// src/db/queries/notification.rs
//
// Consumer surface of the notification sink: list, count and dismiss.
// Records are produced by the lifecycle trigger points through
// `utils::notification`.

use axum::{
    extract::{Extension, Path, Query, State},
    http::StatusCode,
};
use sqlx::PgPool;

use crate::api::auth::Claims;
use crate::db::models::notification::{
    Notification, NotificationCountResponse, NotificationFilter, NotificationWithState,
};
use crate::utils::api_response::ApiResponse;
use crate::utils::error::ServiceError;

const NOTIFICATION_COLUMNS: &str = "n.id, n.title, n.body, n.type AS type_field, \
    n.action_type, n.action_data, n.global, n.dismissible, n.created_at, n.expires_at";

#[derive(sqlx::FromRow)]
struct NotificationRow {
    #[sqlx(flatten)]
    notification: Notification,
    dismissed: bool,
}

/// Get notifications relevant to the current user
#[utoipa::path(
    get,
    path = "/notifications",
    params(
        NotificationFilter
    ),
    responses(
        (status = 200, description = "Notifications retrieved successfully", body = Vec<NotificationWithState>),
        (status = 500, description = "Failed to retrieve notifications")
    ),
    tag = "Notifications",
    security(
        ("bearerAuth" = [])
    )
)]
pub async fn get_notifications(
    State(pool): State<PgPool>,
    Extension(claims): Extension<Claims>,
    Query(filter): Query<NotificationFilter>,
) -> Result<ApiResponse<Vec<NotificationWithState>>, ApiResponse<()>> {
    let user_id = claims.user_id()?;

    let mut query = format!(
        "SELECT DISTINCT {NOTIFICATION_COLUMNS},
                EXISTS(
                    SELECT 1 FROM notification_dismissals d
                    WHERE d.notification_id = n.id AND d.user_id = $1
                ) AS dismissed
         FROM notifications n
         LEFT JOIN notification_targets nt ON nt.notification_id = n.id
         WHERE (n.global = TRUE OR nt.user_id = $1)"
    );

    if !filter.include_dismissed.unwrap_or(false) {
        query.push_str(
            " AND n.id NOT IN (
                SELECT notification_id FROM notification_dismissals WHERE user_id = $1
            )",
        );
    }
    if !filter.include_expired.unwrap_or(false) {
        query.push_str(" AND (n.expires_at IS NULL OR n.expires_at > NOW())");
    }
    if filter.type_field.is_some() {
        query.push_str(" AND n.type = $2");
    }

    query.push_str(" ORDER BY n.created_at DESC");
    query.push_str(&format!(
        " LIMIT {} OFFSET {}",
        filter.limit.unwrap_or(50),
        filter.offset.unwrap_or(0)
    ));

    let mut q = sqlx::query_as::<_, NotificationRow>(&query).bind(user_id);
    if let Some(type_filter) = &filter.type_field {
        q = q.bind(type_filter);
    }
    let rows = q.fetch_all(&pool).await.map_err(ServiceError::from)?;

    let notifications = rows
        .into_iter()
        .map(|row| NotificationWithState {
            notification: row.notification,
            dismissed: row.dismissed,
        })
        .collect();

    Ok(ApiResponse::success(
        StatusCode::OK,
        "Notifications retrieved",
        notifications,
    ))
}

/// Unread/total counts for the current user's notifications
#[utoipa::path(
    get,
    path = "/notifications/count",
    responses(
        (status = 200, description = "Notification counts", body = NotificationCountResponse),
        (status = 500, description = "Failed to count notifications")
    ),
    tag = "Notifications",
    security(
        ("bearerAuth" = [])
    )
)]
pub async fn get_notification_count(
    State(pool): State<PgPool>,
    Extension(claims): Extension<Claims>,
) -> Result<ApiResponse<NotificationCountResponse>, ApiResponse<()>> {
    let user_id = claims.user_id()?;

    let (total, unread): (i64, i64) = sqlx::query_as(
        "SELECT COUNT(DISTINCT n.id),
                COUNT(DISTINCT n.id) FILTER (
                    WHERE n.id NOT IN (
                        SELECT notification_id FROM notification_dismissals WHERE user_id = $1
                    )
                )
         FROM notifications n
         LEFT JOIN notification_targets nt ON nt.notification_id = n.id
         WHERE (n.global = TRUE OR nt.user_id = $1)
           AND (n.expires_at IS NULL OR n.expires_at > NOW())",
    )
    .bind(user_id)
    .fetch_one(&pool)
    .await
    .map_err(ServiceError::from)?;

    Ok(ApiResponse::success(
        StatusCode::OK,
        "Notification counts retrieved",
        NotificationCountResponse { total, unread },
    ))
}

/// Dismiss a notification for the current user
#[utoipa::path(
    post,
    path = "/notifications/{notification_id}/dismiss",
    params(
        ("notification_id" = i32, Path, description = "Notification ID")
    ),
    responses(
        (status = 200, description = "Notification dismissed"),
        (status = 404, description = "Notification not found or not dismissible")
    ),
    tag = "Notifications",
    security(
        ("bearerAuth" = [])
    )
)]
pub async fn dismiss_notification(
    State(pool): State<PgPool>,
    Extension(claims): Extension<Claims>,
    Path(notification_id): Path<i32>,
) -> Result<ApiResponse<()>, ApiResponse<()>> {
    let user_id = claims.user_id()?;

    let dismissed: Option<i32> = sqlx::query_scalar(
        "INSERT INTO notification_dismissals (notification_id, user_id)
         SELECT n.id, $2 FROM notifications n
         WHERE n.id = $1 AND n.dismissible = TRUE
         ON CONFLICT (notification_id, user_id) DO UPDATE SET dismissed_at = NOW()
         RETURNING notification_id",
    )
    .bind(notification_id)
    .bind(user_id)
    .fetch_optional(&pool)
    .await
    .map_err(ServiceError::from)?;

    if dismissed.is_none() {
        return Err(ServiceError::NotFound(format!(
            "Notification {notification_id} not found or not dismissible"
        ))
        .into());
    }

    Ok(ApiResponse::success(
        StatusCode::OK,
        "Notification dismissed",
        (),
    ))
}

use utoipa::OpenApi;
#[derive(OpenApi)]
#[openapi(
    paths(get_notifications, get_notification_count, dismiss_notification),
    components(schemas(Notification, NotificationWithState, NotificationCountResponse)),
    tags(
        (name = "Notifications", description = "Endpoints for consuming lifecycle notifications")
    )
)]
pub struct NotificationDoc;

==

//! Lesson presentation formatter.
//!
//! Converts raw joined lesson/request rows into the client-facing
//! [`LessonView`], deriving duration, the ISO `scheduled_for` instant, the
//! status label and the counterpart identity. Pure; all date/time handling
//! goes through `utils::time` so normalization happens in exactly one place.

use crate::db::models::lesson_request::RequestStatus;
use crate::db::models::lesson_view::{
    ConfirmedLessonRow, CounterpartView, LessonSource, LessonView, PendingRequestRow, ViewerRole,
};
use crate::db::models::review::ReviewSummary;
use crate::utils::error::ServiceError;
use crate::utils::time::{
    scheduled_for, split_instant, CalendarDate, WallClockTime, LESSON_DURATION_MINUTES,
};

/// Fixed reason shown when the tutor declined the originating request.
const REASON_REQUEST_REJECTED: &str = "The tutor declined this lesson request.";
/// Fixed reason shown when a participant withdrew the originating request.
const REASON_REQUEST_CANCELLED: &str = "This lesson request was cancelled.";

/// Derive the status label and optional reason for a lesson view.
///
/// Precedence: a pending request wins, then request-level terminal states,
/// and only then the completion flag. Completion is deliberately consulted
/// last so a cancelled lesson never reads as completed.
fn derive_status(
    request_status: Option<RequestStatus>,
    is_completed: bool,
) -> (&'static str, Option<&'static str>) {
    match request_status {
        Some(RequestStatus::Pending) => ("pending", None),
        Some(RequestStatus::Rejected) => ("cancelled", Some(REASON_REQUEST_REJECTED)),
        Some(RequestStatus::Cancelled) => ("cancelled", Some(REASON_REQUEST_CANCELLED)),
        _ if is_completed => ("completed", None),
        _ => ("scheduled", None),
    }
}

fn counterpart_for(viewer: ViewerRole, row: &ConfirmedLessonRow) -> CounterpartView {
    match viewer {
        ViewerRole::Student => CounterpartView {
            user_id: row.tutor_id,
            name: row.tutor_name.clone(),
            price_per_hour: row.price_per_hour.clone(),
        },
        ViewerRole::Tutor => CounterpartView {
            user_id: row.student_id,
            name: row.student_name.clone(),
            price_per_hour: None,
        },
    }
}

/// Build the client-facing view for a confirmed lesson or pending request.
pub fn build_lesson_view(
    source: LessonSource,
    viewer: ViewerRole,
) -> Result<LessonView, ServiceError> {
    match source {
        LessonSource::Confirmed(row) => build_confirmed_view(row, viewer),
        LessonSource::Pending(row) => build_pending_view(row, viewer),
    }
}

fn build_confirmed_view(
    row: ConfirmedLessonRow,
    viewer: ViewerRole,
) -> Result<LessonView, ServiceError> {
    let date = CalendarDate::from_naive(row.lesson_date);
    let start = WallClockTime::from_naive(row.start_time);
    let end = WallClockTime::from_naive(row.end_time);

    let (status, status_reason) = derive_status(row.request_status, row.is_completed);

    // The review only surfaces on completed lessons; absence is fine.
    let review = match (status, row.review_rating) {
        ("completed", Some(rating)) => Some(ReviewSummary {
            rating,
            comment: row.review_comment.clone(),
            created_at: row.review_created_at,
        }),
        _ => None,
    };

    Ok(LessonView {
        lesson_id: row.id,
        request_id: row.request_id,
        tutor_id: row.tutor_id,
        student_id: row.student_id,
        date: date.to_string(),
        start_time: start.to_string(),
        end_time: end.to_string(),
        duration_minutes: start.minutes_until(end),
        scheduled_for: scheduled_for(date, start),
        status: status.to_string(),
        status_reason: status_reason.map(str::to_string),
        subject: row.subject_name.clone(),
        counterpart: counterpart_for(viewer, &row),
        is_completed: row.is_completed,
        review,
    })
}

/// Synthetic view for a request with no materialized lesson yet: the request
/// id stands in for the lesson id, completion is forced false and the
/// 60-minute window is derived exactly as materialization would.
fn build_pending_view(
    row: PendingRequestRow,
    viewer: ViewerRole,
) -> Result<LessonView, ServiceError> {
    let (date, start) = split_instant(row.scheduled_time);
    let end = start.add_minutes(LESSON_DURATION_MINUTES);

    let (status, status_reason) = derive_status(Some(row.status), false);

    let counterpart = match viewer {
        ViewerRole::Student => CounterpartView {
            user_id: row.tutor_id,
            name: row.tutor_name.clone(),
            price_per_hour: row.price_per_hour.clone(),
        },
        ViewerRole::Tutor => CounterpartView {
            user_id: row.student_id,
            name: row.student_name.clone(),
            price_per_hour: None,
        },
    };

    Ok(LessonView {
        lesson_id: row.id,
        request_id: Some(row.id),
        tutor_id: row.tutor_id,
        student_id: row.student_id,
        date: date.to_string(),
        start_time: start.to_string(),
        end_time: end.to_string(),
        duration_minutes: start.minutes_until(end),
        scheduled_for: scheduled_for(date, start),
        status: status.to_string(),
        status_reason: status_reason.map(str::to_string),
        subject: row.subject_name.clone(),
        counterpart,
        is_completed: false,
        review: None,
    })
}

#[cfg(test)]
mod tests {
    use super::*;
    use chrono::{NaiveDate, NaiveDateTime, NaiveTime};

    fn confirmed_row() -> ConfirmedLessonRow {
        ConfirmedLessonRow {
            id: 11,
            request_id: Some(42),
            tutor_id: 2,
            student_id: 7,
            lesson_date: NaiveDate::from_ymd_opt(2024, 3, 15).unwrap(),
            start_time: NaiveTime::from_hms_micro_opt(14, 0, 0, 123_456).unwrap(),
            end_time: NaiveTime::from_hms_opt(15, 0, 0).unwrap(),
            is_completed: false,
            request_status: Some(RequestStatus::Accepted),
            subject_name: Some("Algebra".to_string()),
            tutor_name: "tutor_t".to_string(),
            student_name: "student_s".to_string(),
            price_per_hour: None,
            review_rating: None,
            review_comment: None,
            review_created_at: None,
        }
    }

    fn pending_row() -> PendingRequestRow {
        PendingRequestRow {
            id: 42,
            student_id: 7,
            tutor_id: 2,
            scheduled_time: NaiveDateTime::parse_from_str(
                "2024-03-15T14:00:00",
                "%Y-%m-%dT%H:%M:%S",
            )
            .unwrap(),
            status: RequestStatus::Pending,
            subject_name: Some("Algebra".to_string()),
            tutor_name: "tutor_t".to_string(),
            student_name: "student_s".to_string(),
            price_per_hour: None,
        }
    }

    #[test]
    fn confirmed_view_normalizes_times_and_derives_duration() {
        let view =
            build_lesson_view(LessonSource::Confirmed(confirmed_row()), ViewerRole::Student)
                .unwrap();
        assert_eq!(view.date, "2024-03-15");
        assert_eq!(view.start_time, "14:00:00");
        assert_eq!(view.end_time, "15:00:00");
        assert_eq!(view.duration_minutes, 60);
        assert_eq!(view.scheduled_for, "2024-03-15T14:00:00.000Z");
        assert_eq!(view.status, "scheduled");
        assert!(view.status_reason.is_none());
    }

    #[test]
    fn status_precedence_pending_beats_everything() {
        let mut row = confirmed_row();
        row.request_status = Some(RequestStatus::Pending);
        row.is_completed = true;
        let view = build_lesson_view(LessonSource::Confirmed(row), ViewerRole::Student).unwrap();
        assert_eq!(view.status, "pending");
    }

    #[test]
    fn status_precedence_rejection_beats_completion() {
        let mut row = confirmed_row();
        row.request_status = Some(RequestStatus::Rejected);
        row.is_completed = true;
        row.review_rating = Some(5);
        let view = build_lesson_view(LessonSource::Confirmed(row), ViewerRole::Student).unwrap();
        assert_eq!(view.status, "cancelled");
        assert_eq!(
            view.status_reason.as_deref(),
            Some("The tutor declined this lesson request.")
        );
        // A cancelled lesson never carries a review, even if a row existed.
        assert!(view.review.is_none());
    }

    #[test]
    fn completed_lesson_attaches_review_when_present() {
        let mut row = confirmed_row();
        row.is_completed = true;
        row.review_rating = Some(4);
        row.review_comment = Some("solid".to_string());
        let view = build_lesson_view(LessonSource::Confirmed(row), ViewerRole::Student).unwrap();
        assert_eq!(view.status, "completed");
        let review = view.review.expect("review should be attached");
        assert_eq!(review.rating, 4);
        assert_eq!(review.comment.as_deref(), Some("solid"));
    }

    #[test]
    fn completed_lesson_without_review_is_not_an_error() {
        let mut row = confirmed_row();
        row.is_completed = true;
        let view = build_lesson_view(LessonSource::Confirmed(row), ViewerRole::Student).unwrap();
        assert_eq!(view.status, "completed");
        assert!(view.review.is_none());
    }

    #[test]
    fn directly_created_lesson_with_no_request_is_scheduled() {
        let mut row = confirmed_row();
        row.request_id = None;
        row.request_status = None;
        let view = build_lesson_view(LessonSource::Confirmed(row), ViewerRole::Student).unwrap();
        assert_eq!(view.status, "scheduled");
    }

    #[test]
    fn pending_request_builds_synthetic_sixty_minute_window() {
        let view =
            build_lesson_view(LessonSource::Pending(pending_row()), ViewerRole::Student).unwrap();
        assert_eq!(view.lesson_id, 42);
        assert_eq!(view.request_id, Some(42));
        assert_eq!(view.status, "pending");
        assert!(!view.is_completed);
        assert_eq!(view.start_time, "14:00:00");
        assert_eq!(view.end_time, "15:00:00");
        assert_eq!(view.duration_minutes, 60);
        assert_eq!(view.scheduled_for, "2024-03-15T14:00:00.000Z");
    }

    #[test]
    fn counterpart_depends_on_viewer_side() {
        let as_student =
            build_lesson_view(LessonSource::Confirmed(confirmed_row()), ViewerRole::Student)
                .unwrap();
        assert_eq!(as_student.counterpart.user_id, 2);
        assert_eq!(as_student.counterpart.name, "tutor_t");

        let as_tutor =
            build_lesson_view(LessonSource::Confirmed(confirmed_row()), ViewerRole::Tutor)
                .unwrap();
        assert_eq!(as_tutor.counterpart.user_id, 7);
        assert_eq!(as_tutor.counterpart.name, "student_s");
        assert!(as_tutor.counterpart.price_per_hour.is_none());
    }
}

#### Prompt:
Going through the entries, return every line holding the word "RequestStatus".

#### Solution:
use crate::db::models::lesson_request::RequestStatus;
    request_status: Option<RequestStatus>,
        Some(RequestStatus::Pending) => ("pending", None),
        Some(RequestStatus::Rejected) => ("cancelled", Some(REASON_REQUEST_REJECTED)),
        Some(RequestStatus::Cancelled) => ("cancelled", Some(REASON_REQUEST_CANCELLED)),
            request_status: Some(RequestStatus::Accepted),
            status: RequestStatus::Pending,
        row.request_status = Some(RequestStatus::Pending);
        row.request_status = Some(RequestStatus::Rejected);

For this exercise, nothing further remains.